“Good writing has an aliveness that keeps the reader from one paragraph to the next, and it’s not a question of gimmicks to ‘personalize’ the author. It’s a question of using the English language in a way that will achieve the greatest strength and the least clutter.”
Every so often, I dip into one of my classic books on writing style, just to refresh my creative juices and remind myself to pay attention to the basics. One of my old but trusted standbys is On Writing Well by William Zinsser. Billed as an “informal guide to writing nonfiction,” it’s filled with useful advice for fiction writers as well. I especially like the lean style and structure he uses, which is totally in keeping with his overarching message: simplify, simplify. He has chapters called “Simplicity,” “Clutter,” “Style,” “Words.”
In his fast-paced, five-page chapter “Clutter,” our boy Bill tackles with gusto the many ways in which we obscure our meaning by using unnecessary phrases or two-bit words when a one-bit word will do nicely. Clutter in writing isn’t just a sign of sloppiness or laziness, it also gets in the way of saying what we want to say: it acts as a “drag on energy and momentum.”
Zinsser gives plenty of examples of clutter in action.
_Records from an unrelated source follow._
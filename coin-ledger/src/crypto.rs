//! Cryptographic operations for the ledger
//!
//! This module provides:
//! - Ed25519 key pair generation, signing, and verification
//! - SHA-256 hashing for blocks
//! - Deterministic development keys derived from a label

use crate::types::{Hash, Identity, Signature};
use crate::{Error, Result};
use ed25519_dalek::{Signature as DalekSignature, Signer, SigningKey, Verifier, VerifyingKey};
use sha2::{Digest, Sha256};

/// Domain prefix for development key derivation
const DEV_KEY_DOMAIN: &[u8] = b"coin-ledger/dev-key/";

/// Ed25519 key pair for signing
#[derive(Debug)]
pub struct KeyPair {
    signing_key: SigningKey,
    verifying_key: VerifyingKey,
}

impl KeyPair {
    /// Generate a new random key pair
    pub fn generate() -> Self {
        Self::from_seed(&rand::random::<[u8; 32]>())
    }

    /// Create from seed (32 bytes) - deterministic generation
    pub fn from_seed(seed: &[u8; 32]) -> Self {
        let signing_key = SigningKey::from_bytes(seed);
        let verifying_key = signing_key.verifying_key();

        Self {
            signing_key,
            verifying_key,
        }
    }

    /// Deterministic key for a development account label
    ///
    /// Anyone who knows the label can derive the secret. Only for local
    /// networks seeded from configuration.
    pub fn development(label: &str) -> Self {
        let mut hasher = Sha256::new();
        hasher.update(DEV_KEY_DOMAIN);
        hasher.update(label.as_bytes());
        let seed: [u8; 32] = hasher.finalize().into();
        Self::from_seed(&seed)
    }

    /// Ledger identity (public key)
    pub fn identity(&self) -> Identity {
        Identity::from_bytes(self.verifying_key.to_bytes())
    }

    /// Get private key bytes (USE WITH CAUTION - should be protected)
    pub fn secret_key(&self) -> [u8; 32] {
        self.signing_key.to_bytes()
    }

    /// Sign a message
    pub fn sign(&self, message: &[u8]) -> Signature {
        Signature::from_bytes(self.signing_key.sign(message).to_bytes())
    }
}

/// Sign `payload` with raw secret key bytes
///
/// Fails with [`Error::Key`] unless the key is exactly 32 bytes.
pub fn sign(payload: &[u8], secret_key: &[u8]) -> Result<Signature> {
    let seed: [u8; 32] = secret_key.try_into().map_err(|_| {
        Error::Key(format!(
            "Secret key must be 32 bytes, got {}",
            secret_key.len()
        ))
    })?;
    Ok(KeyPair::from_seed(&seed).sign(payload))
}

/// Verify a signature against an identity
///
/// Returns false for a mismatch or for a public key that is not a valid
/// curve point. Never panics.
pub fn verify(payload: &[u8], public_key: &Identity, signature: &Signature) -> bool {
    let verifying_key = match VerifyingKey::from_bytes(public_key.as_bytes()) {
        Ok(key) => key,
        Err(_) => return false,
    };

    let dalek_sig = DalekSignature::from_bytes(signature.as_bytes());
    verifying_key.verify(payload, &dalek_sig).is_ok()
}

/// Check that identity bytes decode to an Ed25519 public key
pub fn validate_public_key(identity: &Identity) -> Result<()> {
    VerifyingKey::from_bytes(identity.as_bytes())
        .map(|_| ())
        .map_err(|e| Error::Key(format!("Invalid public key {}: {}", identity.short(), e)))
}

/// Hash arbitrary bytes using SHA-256
pub fn hash_bytes(data: &[u8]) -> Hash {
    let mut hasher = Sha256::new();
    hasher.update(data);
    hasher.finalize().into()
}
Here are a few we’d all do well to ponder and prune from our writing: 1) adding prepositions to verbs that don’t need any help: “face up to” instead of simply “face,” “free up” instead of “free;” 2) useless adjectives, such as “personal” in “a personal friend of mine;” 3) long-winded phrases, such as “at this point in time,” instead of “now;” 4) euphemisms that seek to gild the lily, for example, “depressed socioeconomic area,” instead of “slum;” 5) industry jargon, such as “potentialize” and “maximize,” 6) long-winded words that aren’t any clearer than short ones: “numerous” instead of “many” or “attempt” instead of “try.” Zinsser’s advice: All these offenders are “weeds that will smother what you write…Re-examine each sentence that you put on paper. Is every word doing new and useful work? Can any thought be expressed with more economy?” I’m going on clutter patrol, how about you?